Federal department asked social media giants to drop newspaper article, documents show | CBC News


Newly released documents show that a federal government department asked Facebook and Twitter to delete a newspaper article that it felt contained errors — but both social media giants denied the request.

The request to remove social-media posts that linked to an unspecified Toronto Sun article came from a director of communications on Sept. 27, 2021, according to information prepared by Immigration, Refugees and Citizenship Canada.

Documents say that staff at the Immigration and Refugee Board of Canada — which reports to Parliament through the immigration minister but is otherwise an independent body — believed the article contained “serious errors of fact risking [and] undermining public confidence in the independence of the board as well as the integrity of the refugee determination system.”

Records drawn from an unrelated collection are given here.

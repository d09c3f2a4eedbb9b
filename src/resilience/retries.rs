//! Retry policy.
//!
//! # Responsibilities
//! - Bound the number of backends tried per request
//! - Decide whether a failed attempt may move on to another backend
//! - Name the reason reported when every attempt is used up
//!
//! # Design Decisions
//! - Failover happens only before the first response byte; after that the
//!   response may already be partially observed and is never replayed
//! - No delay between attempts: each retry goes to a different backend
//! - The method is not consulted; an unsent request is safe to resend

use crate::error::UpstreamError;
use crate::load_balancer::BackendRegistry;

/// Reason token when no backend could be used at all.
pub const ALL_UNHEALTHY: &str = "all_unhealthy";

#[derive(Debug, Clone, Copy, PartialEq, Eq)]
pub struct RetryPolicy {
    max_attempts: u32,
}

impl RetryPolicy {
    pub fn new(max_attempts: u32) -> Self {
        Self {
            max_attempts: max_attempts.max(1),
        }
    }

    /// Whether another attempt may start after `attempts` have been made.
    pub fn may_attempt(&self, attempts: u32) -> bool {
        attempts < self.max_attempts
    }

    /// Whether the dispatcher should fail over after `error`.
    pub fn should_retry(&self, error: &UpstreamError, attempts: u32) -> bool {
        error.is_retryable() && self.may_attempt(attempts)
    }
}

/// `X-Proxy-Error` token for a request that ran out of attempts.
///
/// `last_error` is the failure of the final attempt, if one was made.
pub fn exhaustion_reason(registry: &BackendRegistry, last_error: Option<&UpstreamError>) -> &'static str {
    match last_error {
        Some(_) if registry.all_unhealthy() => ALL_UNHEALTHY,
        Some(error) => error.reason(),
        None => ALL_UNHEALTHY,
    }
}

#[cfg(test)]
mod tests {
    use std::time::Duration;

    use super::*;
    use crate::load_balancer::Backend;
    use crate::resilience::backoff::CoolDownPolicy;

    #[test]
    fn attempts_are_bounded() {
        let policy = RetryPolicy::new(3);
        let refused = UpstreamError::ConnectTimeout;
        assert!(policy.should_retry(&refused, 1));
        assert!(policy.should_retry(&refused, 2));
        assert!(!policy.should_retry(&refused, 3));
        assert!(!policy.should_retry(&UpstreamError::ClosedEarly, 1));
        let floor = RetryPolicy::new(0);
        assert!(floor.may_attempt(0));
        assert!(!floor.may_attempt(1));
    }

    #[test]
    fn exhaustion_reason_reflects_registry() {
        let registry = BackendRegistry::new(
            vec![Backend::new("a", "127.0.0.1", 1), Backend::new("b", "127.0.0.1", 2)],
            CoolDownPolicy::new(Duration::from_secs(1), Duration::from_secs(5)),
        );
        let error = UpstreamError::ConnectTimeout;

        registry.mark_failure(0, "connect_failed");
        assert_eq!(exhaustion_reason(&registry, Some(&error)), "connect_failed");

        registry.mark_failure(1, "connect_failed");
        assert_eq!(exhaustion_reason(&registry, Some(&error)), ALL_UNHEALTHY);
        assert_eq!(exhaustion_reason(&registry, None), ALL_UNHEALTHY);
    }
}
//! Configuration management subsystem.
//!
//! # Data Flow
//! ```text
//! config file (TOML)           command line (clap)
//!     → loader.rs (parse)          → ConfigOverrides
//!              ↘                 ↙
//!               overrides applied
//!     → validation.rs (semantic checks)
//!     → ProxyConfig (validated, immutable)
//!     → shared via Arc to all subsystems
//! ```
//!
//! # Design Decisions
//! - Config is immutable once loaded; there is no runtime reload
//! - All fields have defaults to allow minimal configs
//! - Validation separates syntactic (serde) from semantic checks

pub mod loader;
pub mod schema;
pub mod validation;

pub use loader::{load_config, parse_config, ConfigOverrides};
pub use schema::{
    BackendConfig, BalancingConfig, HealthConfig, LimitsConfig, ListenerConfig, LogFormat,
    ObservabilityConfig, ProxyConfig, SelectorKind, TimeoutConfig,
};
pub use validation::validate_config;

The board did not respond to questions from The Canadian Press.

The social media companies ultimately denied the request because the article wasn’t their original content.

The Toronto Sun did not immediately respond to a request for comment.

Paul Knox, a professor emeritus at Toronto Metropolitan University’s school of journalism, said governments have no business telling anybody what can be published where.

The government was “totally out of their lane on this one” and needs to apologize, he said.

“You can’t only have freedom of the press for people you approve of and people you consider to be right,” said Knox, who also sits on the Canadian issues committee for the Canadian Journalists For Free Expression, an organization that defends the rights of journalists.

Conservative MP Rachel Thomas rises during Question Period in the House of Commons on Parliament Hill in Ottawa on Monday, Feb. 7, 2022. Thomas said the government asking companies to take down news articles is “concerning.” (Justin Tang/The Canadian Press)

He said that while publications can be held accountable for being wrong, that doesn’t entitle anyone to demand that something be removed from a platform.

“And the last people on Earth that would be justified in doing that would be entities of a government,” he said.

The Opposition Conservatives said Tuesday that Prime Minister Justin Trudeau’s government “cannot be trusted” to protect Canadians’ right to free expression.

“No government should be able to demand that news be erased from history simply because they do not like the facts,” Conservative MP Rachael Thomas said in a statement. “It is extremely concerning that the Trudeau government has sought to censor the free press through secret requests to big tech companies.”

Companies did remove some content

Documents tabled in Parliament detail 214 examples of Ottawa asking for social media content to be removed between January 2020 and February 2023. Companies took down posts about half the time for reasons such as impersonation or copyright violations.

The government documents came in response to a written question from Conservative MP Dean Allison.

In another case, the Canada Revenue Agency requested that private messages be removed from Facebook Messenger after employees shared taxpayer information on the platform.

The agency said an administrator deleted the chat on June 7, 2022, but it was unclear whether Facebook deleted the messages from its servers.

“The CRA disciplined the employees involved, up to, and including, termination of employment,” the documents say, adding the affected taxpayers were notified and offered credit protection services. Employees were also retrained on unauthorized access and social media.

In a third case, Meta, which owns Facebook, granted a government request to delete an account that was impersonating former RCMP commissioner Brenda Lucki and sending people fake messages.

Facebook, Instagram, Twitter, TikTok and LinkedIn all complied with various requests that infringed on copyright or company policies.

Companies refused to remove some content

But social media companies often kept up posts that the government and its departments believed were offensive.

Both Google and Meta, which owns Facebook and Instagram, publish public reports on how often different levels of government request changes to remove posts.

Google’s reporting shows that since since 2011, it has received 1,347 requests from Canadian government entities — municipal, provincial or federal — to remove posts.

The most recent data show that between January 2022 and June 2022, Google, which also owns YouTube, removed 73 posts — mostly because of defamation, privacy and security concerns, adult content or bullying and harassment.

Meta said it restricted access to content following 2,859 requests from all levels of Canadian government between January 2022 to June 2022 for a range of reasons.

In one example, the company said it restricted access to two posts that responded to Health Canada consumer policy reports on unsafe health practices.